El Sun, 27 de Jul 2014 a las 11:23 AM, Sven Bartscher <sven.bartsc...@weltraumschlangen.de> escribió:
Greetings everyone,

As brought up in this[0] thread, systemd-shim became incompatible with
the latest versions of systemd and the alternative dependency was
removed.

While this is something I can totally understand, I don't think that
systemd should migrate to testing without the possibility to use
systemd-shim instead.

My reasoning about this is as follows:
Testing should be as close to a state in which it can be released as
possible (I don't have a citation for that and just remember that I did read that somewhere, so please correct me if I'm wrong). Further we are
not planning to release jessie without systemd-shim (at least I hope
so, again please correct me if I'm wrong).

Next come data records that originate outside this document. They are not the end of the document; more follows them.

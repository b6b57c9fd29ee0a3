//! Request metrics and tracing middleware.

use std::time::Instant;

use axum::extract::{MatchedPath, Request, State};
use axum::middleware::Next;
use axum::response::Response;

use super::handlers::AppState;
use super::metrics::{HttpLabels, HttpLabelsWithStatus, HttpMethod};

/// Route template of a request, so `/api/v1/logsets/{id}` is one series.
fn endpoint(request: &Request) -> String {
    request
        .extensions()
        .get::<MatchedPath>()
        .map(|p| p.as_str().to_string())
        .unwrap_or_else(|| "unmatched".to_string())
}

/// Records request count, latency and in-flight gauge.
pub(crate) async fn track_metrics(
    State(state): State<AppState>,
    request: Request,
    next: Next,
) -> Response {
    let method = HttpMethod::from(request.method());
    let endpoint = endpoint(&request);
    let metrics = state.metrics;

    metrics.http_requests_in_flight.inc();
    let start = Instant::now();
    let response = next.run(request).await;
    let elapsed = start.elapsed().as_secs_f64();
    metrics.http_requests_in_flight.dec();

    metrics
        .http_request_duration_seconds
        .get_or_create(&HttpLabels {
            method: method.clone(),
            endpoint: endpoint.clone(),
        })
        .observe(elapsed);
    metrics
        .http_requests_total
        .get_or_create(&HttpLabelsWithStatus {
            method,
            endpoint,
            status: response.status().as_u16(),
        })
        .inc();

    response
}

/// Logs each request at debug level.
pub(crate) async fn trace_requests(request: Request, next: Next) -> Response {
    let method = request.method().clone();
    let path = request.uri().path().to_string();
    let start = Instant::now();
    let response = next.run(request).await;
    tracing::debug!(
        "{} {} -> {} in {:?}",
        method,
        path,
        response.status().as_u16(),
        start.elapsed()
    );
    response
}
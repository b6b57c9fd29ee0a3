//! Error responses for the HTTP API.

use axum::Json;
use axum::http::StatusCode;
use axum::response::{IntoResponse, Response};
use serde_json::json;

use crate::error::Error;

/// An [`Error`] rendered as `{"error": <reason>}` with a matching status.
///
/// Store and internal failures are logged and reported with a generic
/// message so storage details never reach a caller.
#[derive(Debug)]
pub struct ApiError(pub Error);

impl From<Error> for ApiError {
    fn from(err: Error) -> Self {
        ApiError(err)
    }
}

impl ApiError {
    pub fn status(&self) -> StatusCode {
        match &self.0 {
            Error::Unauthorized => StatusCode::UNAUTHORIZED,
            Error::InvalidInput(_) => StatusCode::BAD_REQUEST,
            Error::TooLarge(_) => StatusCode::PAYLOAD_TOO_LARGE,
            Error::NotFound(_) => StatusCode::NOT_FOUND,
            Error::Storage(_) | Error::Encoding(_) | Error::Internal(_) => {
                StatusCode::INTERNAL_SERVER_ERROR
            }
        }
    }

    /// Caller-facing reason. Logs the underlying error for server failures.
    pub fn message(&self) -> String {
        match &self.0 {
            Error::Unauthorized => "invalid token".to_string(),
            Error::InvalidInput(msg) | Error::TooLarge(msg) | Error::NotFound(msg) => {
                msg.clone()
            }
            err => {
                tracing::error!("Request failed: {}", err);
                "internal error".to_string()
            }
        }
    }
}

impl IntoResponse for ApiError {
    fn into_response(self) -> Response {
        let status = self.status();
        (status, Json(json!({ "error": self.message() }))).into_response()
    }
}
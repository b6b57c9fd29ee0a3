//! Storage configuration types.
//!
//! Selects the storage backend (in-memory or SlateDB) and, for SlateDB, the
//! object store it persists to. Deserializes from the `storage:` section of a
//! service's YAML config file.

use serde::{Deserialize, Serialize};

/// Top-level storage configuration.
///
/// Defaults to SlateDB on the local filesystem under `.librelog`.
#[derive(Debug, Clone, Serialize, Deserialize, PartialEq)]
#[serde(tag = "type")]
pub enum StorageConfig {
    InMemory,
    SlateDb(SlateDbStorageConfig),
}

impl Default for StorageConfig {
    fn default() -> Self {
        StorageConfig::SlateDb(SlateDbStorageConfig::default())
    }
}

/// SlateDB-specific configuration.
#[derive(Debug, Clone, Serialize, Deserialize, PartialEq)]
pub struct SlateDbStorageConfig {
    /// Path prefix for SlateDB data in the object store.
    pub path: String,

    /// Where SlateDB keeps its files.
    pub object_store: ObjectStoreConfig,

    /// Optional SlateDB settings file (TOML/YAML/JSON). When absent,
    /// `Settings::load()` picks up `SlateDb.*` files and `SLATEDB_` env vars.
    #[serde(default, skip_serializing_if = "Option::is_none")]
    pub settings_path: Option<String>,
}

impl Default for SlateDbStorageConfig {
    fn default() -> Self {
        Self {
            path: "logs".to_string(),
            object_store: ObjectStoreConfig::Local(LocalObjectStoreConfig {
                path: ".librelog".to_string(),
            }),
            settings_path: None,
        }
    }
}

/// Object store provider configuration for SlateDB.
#[derive(Default, Debug, Clone, Serialize, Deserialize, PartialEq)]
#[serde(tag = "type")]
pub enum ObjectStoreConfig {
    /// Volatile; useful for development.
    #[default]
    InMemory,

    Aws(AwsObjectStoreConfig),

    Local(LocalObjectStoreConfig),
}

#[derive(Debug, Clone, Serialize, Deserialize, PartialEq)]
pub struct AwsObjectStoreConfig {
    pub region: String,
    pub bucket: String,
}

#[derive(Debug, Clone, Serialize, Deserialize, PartialEq)]
pub struct LocalObjectStoreConfig {
    /// Directory on the local filesystem; created if missing.
    pub path: String,
}
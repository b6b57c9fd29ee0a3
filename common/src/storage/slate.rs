use std::sync::Arc;

use async_trait::async_trait;
use bytes::Bytes;
use slatedb::config::WriteOptions as SlateDbWriteOptions;
use slatedb::{Db, DbIterator, WriteBatch};

use super::{
    Record, RecordOp, Storage, StorageError, StorageIterator, StorageRead, StorageResult,
    WriteOptions,
};
use crate::BytesRange;

/// SlateDB-backed implementation of the Storage trait.
///
/// SlateDB is an embedded LSM key-value store that keeps its WAL and SSTs in
/// object storage.
pub struct SlateDbStorage {
    db: Arc<Db>,
}

impl SlateDbStorage {
    pub fn new(db: Arc<Db>) -> Self {
        Self { db }
    }
}

#[async_trait]
impl StorageRead for SlateDbStorage {
    #[tracing::instrument(level = "trace", skip_all)]
    async fn get(&self, key: Bytes) -> StorageResult<Option<Record>> {
        let value = self
            .db
            .get(&key)
            .await
            .map_err(StorageError::from_storage)?;

        Ok(value.map(|v| Record::new(key, v)))
    }

    #[tracing::instrument(level = "trace", skip_all)]
    async fn scan_iter(
        &self,
        range: BytesRange,
    ) -> StorageResult<Box<dyn StorageIterator + Send + 'static>> {
        if range.is_empty() {
            return Ok(Box::new(EmptyIterator));
        }
        let iter = self
            .db
            .scan(range)
            .await
            .map_err(StorageError::from_storage)?;
        Ok(Box::new(SlateDbIterator { iter }))
    }
}

struct SlateDbIterator {
    iter: DbIterator,
}

#[async_trait]
impl StorageIterator for SlateDbIterator {
    #[tracing::instrument(level = "trace", skip_all)]
    async fn next(&mut self) -> StorageResult<Option<Record>> {
        match self.iter.next().await.map_err(StorageError::from_storage)? {
            Some(entry) => Ok(Some(Record::new(entry.key, entry.value))),
            None => Ok(None),
        }
    }
}

struct EmptyIterator;

#[async_trait]
impl StorageIterator for EmptyIterator {
    async fn next(&mut self) -> StorageResult<Option<Record>> {
        Ok(None)
    }
}

#[async_trait]
impl Storage for SlateDbStorage {
    async fn apply_with_options(
        &self,
        ops: Vec<RecordOp>,
        options: WriteOptions,
    ) -> StorageResult<()> {
        let mut batch = WriteBatch::new();
        for op in ops {
            match op {
                RecordOp::Put(record) => batch.put(record.key, record.value),
                RecordOp::Delete(key) => batch.delete(key),
            }
        }
        let slate_options = SlateDbWriteOptions {
            await_durable: options.await_durable,
        };
        self.db
            .write_with_options(batch, &slate_options)
            .await
            .map_err(StorageError::from_storage)
    }

    async fn close(&self) -> StorageResult<()> {
        self.db.close().await.map_err(StorageError::from_storage)
    }
}
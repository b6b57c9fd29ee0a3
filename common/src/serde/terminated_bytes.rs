//! Order-preserving encoding for variable-length byte strings inside keys.
//!
//! Bytes are escaped and the value is terminated with `0x00`:
//!
//! - `0x00` → `0x01 0x01`
//! - `0x01` → `0x01 0x02`
//! - `0xFF` → `0x01 0x03`
//! - all other bytes unchanged
//!
//! Because the terminator is the smallest byte, a shorter value sorts before
//! any longer value it prefixes, and fields that follow the terminator never
//! bleed into the ordering of the encoded value itself.

use bytes::{BufMut, Bytes, BytesMut};

use super::DeserializeError;

const TERMINATOR: u8 = 0x00;
const ESCAPE: u8 = 0x01;

/// Appends the escaped, terminated form of `value` to `buf`.
pub fn serialize(value: &[u8], buf: &mut BytesMut) {
    buf.reserve(value.len() + 1);
    for &b in value {
        match b {
            0x00 => buf.put_slice(&[ESCAPE, 0x01]),
            0x01 => buf.put_slice(&[ESCAPE, 0x02]),
            0xFF => buf.put_slice(&[ESCAPE, 0x03]),
            other => buf.put_u8(other),
        }
    }
    buf.put_u8(TERMINATOR);
}

/// Decodes one terminated value from the front of `buf`, advancing it past
/// the terminator.
pub fn deserialize(buf: &mut &[u8]) -> Result<Bytes, DeserializeError> {
    let mut out = BytesMut::new();
    let mut i = 0;
    while i < buf.len() {
        match buf[i] {
            TERMINATOR => {
                *buf = &buf[i + 1..];
                return Ok(out.freeze());
            }
            ESCAPE => {
                let decoded = match buf.get(i + 1) {
                    Some(0x01) => 0x00,
                    Some(0x02) => 0x01,
                    Some(0x03) => 0xFF,
                    Some(other) => {
                        return Err(DeserializeError::new(format!(
                            "invalid escape sequence 0x01 0x{:02x}",
                            other
                        )));
                    }
                    None => return Err(DeserializeError::new("truncated escape sequence")),
                };
                out.put_u8(decoded);
                i += 2;
            }
            other => {
                out.put_u8(other);
                i += 1;
            }
        }
    }
    Err(DeserializeError::new("missing terminator"))
}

This shouldn't be a huge problem, since waiting a week longer until
systemd migrates shouldn't be that much of a problem, while it makes
the risk smaller to accidentally remove your desktop-environment at a
dist-upgrade (that's at least what apt wanted to do on my computer).

To make it short: I suggest that systemd should only migrate together
with systemd-shim.

[0]: https://lists.debian.org/debian-devel/2014/07/msg00839.html

Regards
Sven

Greetings,

Although I personally agree that personal choice of init system is important for the distribution, by a 4-4 vote, the TC decided not to make dependencies on one init system as "PID Eins (1)" (i.e. systemd-sysv) a release critical bug. I believe some of the reasons were that the move was preemptive (as systemd 204 was the current systemd version), or not in the scope of the TC (specifying the exact severity *is* a bit much). Instead, the TC voted to not rule on the matter.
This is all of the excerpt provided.